6

170 8 8
                                    

TW
Rozdział zawiera akty przemocy oraz wykorzystania.


Annika pov's

Wygrałam dziś swój pierwszy wyścig i ani trochę nie żałuję. Pierwszy raz od dawna czuje się zwycięsko. Pewnego rodzaju ulgę.

Postanowiliśmy na tę noc zostać na jachcie i dopiero rano wrócić do domu.
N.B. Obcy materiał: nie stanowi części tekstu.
// Copyright 2026 Google LLC
//
// Licensed under the Apache License, Version 2.0 (the "License");
// you may not use this file except in compliance with the License.
// You may obtain a copy of the License at
//
//     https://www.apache.org/licenses/LICENSE-2.0
//
// Unless required by applicable law or agreed to in writing, software
// distributed under the License is distributed on an "AS IS" BASIS,
// WITHOUT WARRANTIES OR CONDITIONS OF ANY KIND, either express or implied.
// See the License for the specific language governing permissions and
// limitations under the License.


//! Implementation details for the generated clients.
//!
//! It is not part of the public API of this crate. Types and functions in this
//! module may be changed or removed without notice. Applications should not use
//! any types or functions contained within.

use super::{Poller, PollingResult, Result, details};
use gax::polling_backoff_policy::PollingBackoffPolicy;
use gax::polling_error_policy::PollingErrorPolicy;
use gax::polling_state::PollingState;
use std::future::Future;
use std::marker::PhantomData;
use std::sync::Arc;

/// A wrapper around [longrunning::model::Operation] with typed responses.
pub struct Operation<R, M> {
    inner: longrunning::model::Operation,
    _types: PhantomData<fn() -> (R, M)>,
}

impl<R, M> Operation<R, M> {
    pub fn new(inner: longrunning::model::Operation) -> Self {
        Self {
            inner,
            _types: PhantomData,
        }
    }

    pub(crate) fn name(&self) -> &str {
        &self.inner.name
    }

    pub(crate) fn done(&self) -> bool {
        self.inner.done
    }

    pub(crate) fn metadata(&self) -> Option<&wkt::Any> {
        self.inner.metadata.as_ref()
    }

    pub(crate) fn response(&self) -> Option<&wkt::Any> {
        self.inner.response()
    }

    pub(crate) fn error(&self) -> Option<&gax::error::rpc::Status> {
        self.inner.error()
    }
}

/// Creates a new `impl Poller<R, M>` from the closures created by the
/// generated clients.
///
/// # Parameters
/// * `polling_error_policy` - decides which polling errors end the loop.
/// * `polling_backoff_policy` - the delay between polls in `until_done()`.
/// * `start` - starts the LRO. All the request parameters and options are
///   captured by this closure.
/// * `query` - queries the status of the LRO, given its name.
pub fn new_poller<R, M, S, SF, Q, QF>(
    polling_error_policy: Arc<dyn PollingErrorPolicy>,
    polling_backoff_policy: Arc<dyn PollingBackoffPolicy>,
    start: S,
    query: Q,
) -> impl Poller<R, M>
where
    R: wkt::message::Message + Send + 'static,
    M: wkt::message::Message + Send + 'static,
    S: FnOnce() -> SF + Send + Sync,
    SF: Future<Output = Result<Operation<R, M>>> + Send + 'static,
    Q: Fn(String) -> QF + Send + Sync + Clone,
    QF: Future<Output = Result<Operation<R, M>>> + Send + 'static,
{
    PollerImpl::new(polling_error_policy, polling_backoff_policy, start, query)
}

/// An implementation of [Poller] based on closures.
///
/// The generated code provides one closure to start the operation and one
/// closure to query its progress.
struct PollerImpl<R, M, S, Q> {
    error_policy: Arc<dyn PollingErrorPolicy>,
    backoff_policy: Arc<dyn PollingBackoffPolicy>,
    start: Option<S>,
    query: Q,
    operation: Option<String>,
    state: PollingState,
    _types: PhantomData<fn() -> (R, M)>,
}

impl<R, M, S, Q> PollerImpl<R, M, S, Q> {
    fn new(
        error_policy: Arc<dyn PollingErrorPolicy>,
        backoff_policy: Arc<dyn PollingBackoffPolicy>,
        start: S,
        query: Q,
    ) -> Self {
        Self {
            error_policy,
            backoff_policy,
            start: Some(start),
            query,
            operation: None,
            state: PollingState::default(),
            _types: PhantomData,
        }
    }
}

impl<R, M, S, Q> crate::sealed::Poller for PollerImpl<R, M, S, Q> {}

impl<R, M, S, SF, Q, QF> Poller<R, M> for PollerImpl<R, M, S, Q>
where
    R: wkt::message::Message + Send + 'static,
    M: wkt::message::Message + Send + 'static,
    S: FnOnce() -> SF + Send + Sync,
    SF: Future<Output = Result<Operation<R, M>>> + Send + 'static,
    Q: Fn(String) -> QF + Send + Sync + Clone,
    QF: Future<Output = Result<Operation<R, M>>> + Send + 'static,
{
    async fn poll(&mut self) -> Option<PollingResult<R, M>> {
        if let Some(start) = self.start.take() {
            self.state = PollingState::default().set_attempt_count(1_u32);
            let result = start().await;
            let (name, result) = details::handle_start(result);
            self.operation = name;
            return Some(result);
        }
        let name = self.operation.take()?;
        self.state.attempt_count += 1;
        let result = (self.query)(name.clone()).await;
        let (name, result) = details::handle_poll(&*self.error_policy, &self.state, name, result);
        self.operation = name;
        Some(result)
    }

    async fn until_done(mut self) -> Result<R> {
        while let Some(p) = self.poll().await {
            match p {
                PollingResult::Completed(r) => return r,
                PollingResult::InProgress(_) => {}
                PollingResult::PollingError(e) => {
                    tracing::debug!(
                        attempt_count = self.state.attempt_count,
                        "transient error polling long-running operation: {e}"
                    );
                }
            }
            let wait = self.backoff_policy.wait_period(&self.state);
            tokio::time::sleep(wait).await;
        }
        // `poll()` only returns `None` after a `Completed` result, and the
        // loop returns on the first `Completed` result.
        unreachable!("the polling loop ends with a Completed result")
    }

    #[cfg(feature = "unstable-stream")]
    fn into_stream(self) -> impl futures::Stream<Item = PollingResult<R, M>> + Unpin {
        use futures::stream::unfold;
        Box::pin(unfold(Some(self), move |state| async move {
            let mut poller = state?;
            let p = poller.poll().await?;
            Some((p, Some(poller)))
        }))
    }
}

#[cfg(test)]
mod tests {
    use super::*;
    use gax::error::Error;
    use gax::error::rpc::{Code, Status};
    use gax::exponential_backoff::ExponentialBackoffBuilder;
    use gax::polling_error_policy::{Aip194Strict, PollingErrorPolicyExt};
    use longrunning::model::Operation as RawOperation;
    use std::sync::Mutex;
    use std::time::Duration;

    type ResponseType = wkt::Duration;
    type MetadataType = wkt::Timestamp;
    type TestOperation = Operation<ResponseType, MetadataType>;
    type TestResult = anyhow::Result<()>;

    fn pending(name: &str, seconds: i64) -> Result<TestOperation> {
        let any = wkt::Any::from_msg(&wkt::Timestamp::clamp(seconds, 0)).map_err(Error::ser)?;
        let op = RawOperation::default().set_name(name).set_metadata(any);
        Ok(TestOperation::new(op))
    }

    fn done(name: &str, seconds: i64) -> Result<TestOperation> {
        let any = wkt::Any::from_msg(&wkt::Duration::clamp(seconds, 0)).map_err(Error::ser)?;
        let op = RawOperation::default()
            .set_name(name)
            .set_done(true)
            .set_result(any);
        Ok(TestOperation::new(op))
    }

    fn unavailable() -> Error {
        Error::service(Status::default().set_code(Code::Unavailable))
    }

    fn policies() -> (Arc<dyn PollingErrorPolicy>, Arc<dyn PollingBackoffPolicy>) {
        let backoff = ExponentialBackoffBuilder::new()
            .with_initial_delay(Duration::from_millis(100))
            .with_maximum_delay(Duration::from_secs(1))
            .clamp();
        (Arc::new(Aip194Strict.with_attempt_limit(5)), Arc::new(backoff))
    }

    // A fake query closure returning the responses in order.
    fn sequence(
        responses: Vec<Result<TestOperation>>,
    ) -> (
        Arc<Mutex<Vec<String>>>,
        impl Fn(String) -> std::future::Ready<Result<TestOperation>> + Send + Sync + Clone,
    ) {
        let names = Arc::new(Mutex::new(Vec::new()));
        let responses = Arc::new(Mutex::new(std::collections::VecDeque::from(responses)));
        let captured = names.clone();
        let query = move |name: String| {
            captured.lock().expect("mutex is not poisoned").push(name);
            let next = responses
                .lock()
                .expect("mutex is not poisoned")
                .pop_front()
                .unwrap_or_else(|| Err(Error::deser("no more responses")));
            std::future::ready(next)
        };
        (names, query)
    }

    #[tokio::test]
    async fn poll_basic_flow() -> TestResult {
        let (error_policy, backoff_policy) = policies();
        let (names, query) = sequence(vec![done("op-001", 234)]);
        let start = || async { pending("op-001", 123) };
        let mut poller = new_poller(error_policy, backoff_policy, start, query);

        let p0 = poller.poll().await;
        assert!(
            matches!(&p0, Some(PollingResult::InProgress(Some(m))) if *m == wkt::Timestamp::clamp(123, 0)),
            "{p0:?}"
        );
        let p1 = poller.poll().await;
        assert!(
            matches!(&p1, Some(PollingResult::Completed(Ok(r))) if *r == wkt::Duration::clamp(234, 0)),
            "{p1:?}"
        );
        let p2 = poller.poll().await;
        assert!(p2.is_none(), "{p2:?}");
        assert_eq!(*names.lock().expect("mutex is not poisoned"), vec!["op-001"]);
        Ok(())
    }

    #[tokio::test]
    async fn start_error() {
        let (error_policy, backoff_policy) = policies();
        let (names, query) = sequence(vec![]);
        let start = || async { Err::<TestOperation, _>(unavailable()) };
        let mut poller = new_poller(error_policy, backoff_policy, start, query);
        let p0 = poller.poll().await;
        assert!(
            matches!(&p0, Some(PollingResult::Completed(Err(e))) if e.status().is_some()),
            "{p0:?}"
        );
        assert!(poller.poll().await.is_none());
        assert!(names.lock().expect("mutex is not poisoned").is_empty());
    }

    #[tokio::test]
    async fn transient_polling_error() -> TestResult {
        let (error_policy, backoff_policy) = policies();
        let (_, query) = sequence(vec![Err(unavailable()), done("op-001", 234)]);
        let start = || async { pending("op-001", 123) };
        let mut poller = new_poller(error_policy, backoff_policy, start, query);

        let _ = poller.poll().await;
        let p1 = poller.poll().await;
        assert!(matches!(&p1, Some(PollingResult::PollingError(_))), "{p1:?}");
        let p2 = poller.poll().await;
        assert!(
            matches!(&p2, Some(PollingResult::Completed(Ok(_)))),
            "{p2:?}"
        );
        Ok(())
    }

    #[tokio::test]
    async fn permanent_polling_error() {
        let (error_policy, backoff_policy) = policies();
        let not_found = Error::service(Status::default().set_code(Code::NotFound));
        let (_, query) = sequence(vec![Err(not_found)]);
        let start = || async { pending("op-001", 123) };
        let mut poller = new_poller(error_policy, backoff_policy, start, query);

        let _ = poller.poll().await;
        let p1 = poller.poll().await;
        assert!(
            matches!(&p1, Some(PollingResult::Completed(Err(e))) if e.status().map(|s| s.code) == Some(Code::NotFound)),
            "{p1:?}"
        );
        assert!(poller.poll().await.is_none());
    }

    #[tokio::test(start_paused = true)]
    async fn until_done_success() -> TestResult {
        let (error_policy, backoff_policy) = policies();
        let (names, query) = sequence(vec![
            pending("op-001", 50),
            Err(unavailable()),
            done("op-001", 234),
        ]);
        let start = || async { pending("op-001", 0) };
        let poller = new_poller(error_policy, backoff_policy, start, query);
        let response = poller.until_done().await?;
        assert_eq!(response, wkt::Duration::clamp(234, 0));
        assert_eq!(names.lock().expect("mutex is not poisoned").len(), 3);
        Ok(())
    }

    #[tokio::test(start_paused = true)]
    async fn until_done_exhausted() {
        let (_, backoff_policy) = policies();
        let error_policy: Arc<dyn PollingErrorPolicy> = Arc::new(Aip194Strict.with_attempt_limit(3));
        let (names, query) = sequence(vec![
            pending("op-001", 25),
            pending("op-001", 50),
            pending("op-001", 75),
        ]);
        let start = || async { pending("op-001", 0) };
        let poller = new_poller(error_policy, backoff_policy, start, query);
        let err = poller.until_done().await.unwrap_err();
        assert!(err.is_exhausted(), "{err:?}");
        assert_eq!(names.lock().expect("mutex is not poisoned").len(), 2);
    }

    #[cfg(feature = "unstable-stream")]
    #[tokio::test]
    async fn into_stream() -> TestResult {
        use futures::StreamExt;
        let (error_policy, backoff_policy) = policies();
        let (_, query) = sequence(vec![pending("op-001", 50), done("op-001", 234)]);
        let start = || async { pending("op-001", 0) };
        let stream = new_poller(error_policy, backoff_policy, start, query).into_stream();
        let results = stream.collect::<Vec<_>>().await;
        assert_eq!(results.len(), 3, "{results:?}");
        assert!(matches!(results[0], PollingResult::InProgress(Some(_))));
        assert!(matches!(results[1], PollingResult::InProgress(Some(_))));
        assert!(matches!(results[2], PollingResult::Completed(Ok(_))));
        Ok(())
    }
}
Wszyscy byliśmy wykończeni dzisiejszym wieczorem więc po krótkiej rozmowie rozdzieliliśmy się i przeszliśmy do swoich kajut.

Wchodząc do pomieszczenia nie zapalając światła pozbyłam się butów, sukienki oraz bielizny. Zdecydowanie nie miałam siły na szybki prysznic.

Położyłam się do łóżka i nagle poczułam, że nie jestem w nim sama.

–Halo? -szepnęłam cicho mieszając sobie w ogóle sprawy z istniejącego zagrożenia.

–Tutaj jesteś. -szepnął mi tak dobrze znajomy głos.

Odrazu na jego dźwięk wybiegłam z łóżka. Jednak nie wiele mi to dało, ponieważ Michael naśladując moje ruchy poszedł do mnie.

–Ze mną nie jesteś taka odważna. -warknął mi w twarz. –Co ma on czego nie mam ja?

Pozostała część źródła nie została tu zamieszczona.